まあ、由来なんて大した意味は無い。この日ばかりは、誰も彼もが一様に浮かれ騒いで、楽しく過ごすことには変わりは無い。
勿論、ボクだってその例には漏れずに、このお祭りは大好きなんだけど……。一度だけ、子供の頃のこの日に、泣いてしまったことがある。
その年。
初めて、食卓の椅子が一つ――ぽっかりと空いたままになってしまったクリスマス・イブのその夜。
ボクのところにサンタクロースは来てくれなかった。
ううん、贈り物はもらったんだ。でも……それまで、ボクが寝ぼけまなこに垣間見ていた、「サンタのおじさん」は現れなかった。
だから、ボクは知ったんだ。
サンタクロースは、本当は「おとうさん」だったんだってコト。
そして、今年からはもう――二度とサンタは現れないんだってコトを。
その年はホワイトクリスマスじゃなかった。
クリスマスの朝に、ボクが空いた椅子に座って赤い目をしていたので、おかあさんもおばあちゃんも困った顔をしていた。でも、何も言わなかった。
それから、ボクはクリスマスに泣いた事はない。
今年、おかあさんはどんなツリーを飾ったんだろうか。
魔導学校に入学して、今年はボクは家には帰れない。クリスマスはいつも家族で過ごしてきたけれど、今年は違う。クリスマスに余所のパーティーに出るのは、実は初めてだ。……あのサタンの主催するパーティーなんて、ただではすみそうに無い気もするケド。きっとすごく賑やかだよね。

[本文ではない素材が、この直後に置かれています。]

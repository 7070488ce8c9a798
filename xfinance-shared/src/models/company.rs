/// Company model
///
/// Every account, customer and CF item belongs to a company; deleting a
/// company cascades to them.

use chrono::{DateTime, Utc};
use serde::{Deserialize, Serialize};
use sqlx::PgPool;
use uuid::Uuid;

#[derive(Debug, Clone, Serialize, Deserialize, sqlx::FromRow)]
pub struct Company {
    pub id: Uuid,

    /// Display name (unique)
    pub name: String,

    /// State registration number
    pub register_number: Option<String>,

    pub created_at: DateTime<Utc>,
    pub updated_at: DateTime<Utc>,
}

#[derive(Debug, Clone, Serialize, Deserialize)]
pub struct CreateCompany {
    pub name: String,
    pub register_number: Option<String>,
}

#[derive(Debug, Clone, Default, Serialize, Deserialize)]
pub struct UpdateCompany {
    pub name: Option<String>,
    pub register_number: Option<Option<String>>,
}

impl Company {
    pub async fn create(pool: &PgPool, data: CreateCompany) -> Result<Self, sqlx::Error> {
        sqlx::query_as::<_, Company>(
            r#"
            INSERT INTO companies (name, register_number)
            VALUES ($1, $2)
            RETURNING id, name, register_number, created_at, updated_at
            "#,
        )
        .bind(data.name)
        .bind(data.register_number)
        .fetch_one(pool)
        .await
    }

    pub async fn find_by_id(pool: &PgPool, id: Uuid) -> Result<Option<Self>, sqlx::Error> {
        sqlx::query_as::<_, Company>(
            r#"
            SELECT id, name, register_number, created_at, updated_at
            FROM companies
            WHERE id = $1
            "#,
        )
        .bind(id)
        .fetch_optional(pool)
        .await
    }

    pub async fn list(pool: &PgPool) -> Result<Vec<Self>, sqlx::Error> {
        sqlx::query_as::<_, Company>(
            r#"
            SELECT id, name, register_number, created_at, updated_at
            FROM companies
            ORDER BY name
            "#,
        )
        .fetch_all(pool)
        .await
    }

    pub async fn update(pool: &PgPool, id: Uuid, data: UpdateCompany) -> Result<Option<Self>, sqlx::Error> {
        // register_number is nullable, so "leave as is" travels as a flag
        sqlx::query_as::<_, Company>(
            r#"
            UPDATE companies
            SET name = COALESCE($2, name),
                register_number = CASE WHEN $3 THEN $4 ELSE register_number END,
                updated_at = NOW()
            WHERE id = $1
            RETURNING id, name, register_number, created_at, updated_at
            "#,
        )
        .bind(id)
        .bind(data.name)
        .bind(data.register_number.is_some())
        .bind(data.register_number.flatten())
        .fetch_optional(pool)
        .await
    }

    pub async fn delete(pool: &PgPool, id: Uuid) -> Result<bool, sqlx::Error> {
        let result = sqlx::query("DELETE FROM companies WHERE id = $1")
            .bind(id)
            .execute(pool)
            .await?;

        Ok(result.rows_affected() > 0)
    }

    /// Whether the company exists
    pub async fn exists(pool: &PgPool, id: Uuid) -> Result<bool, sqlx::Error> {
        sqlx::query_scalar("SELECT EXISTS (SELECT 1 FROM companies WHERE id = $1)")
            .bind(id)
            .fetch_one(pool)
            .await
    }
}

#[cfg(test)]
mod tests {
    use super::*;

    #[test]
    fn test_update_company_deserialize() {
        let update: UpdateCompany = serde_json::from_str(r#"{"name": "Tsetsen LLC"}"#).unwrap();
        assert_eq!(update.name.as_deref(), Some("Tsetsen LLC"));
        assert!(update.register_number.is_none());
    }
}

魔導学校に入学するために旅だって、今年、本当に色んなことがあった。沢山の人にも会った。おかしな人たちばかりだケド……みんなパワフルで、退屈しないのだけは確かだ。昔のコトを思い出している暇なんかないくらいに。
「ぐぐーっ」
出会った中でも特に大切なボクの友達。カーくんが、ボクの左肩の上でちっちゃなしっぽをピコピコさせた。
ボクは結構長いことぼんやりしていたみたいだ。
「ごめんごめん。早くパーティーに行こうね、カーくん」
「ぐー!」
「うん。ご馳走は沢山ありそうだよね」
「ぐっぐぐー!」
「そんなに慌てなくても大丈夫だよ……そう簡単に無くならないと思うし。それにサタンは絶対カーくんの分はとっといてくれると思うよ?」
「ぐぅう?」
雪の向こうに、暖かい灯が見える。
ボクはそこに向かって歩き始めた。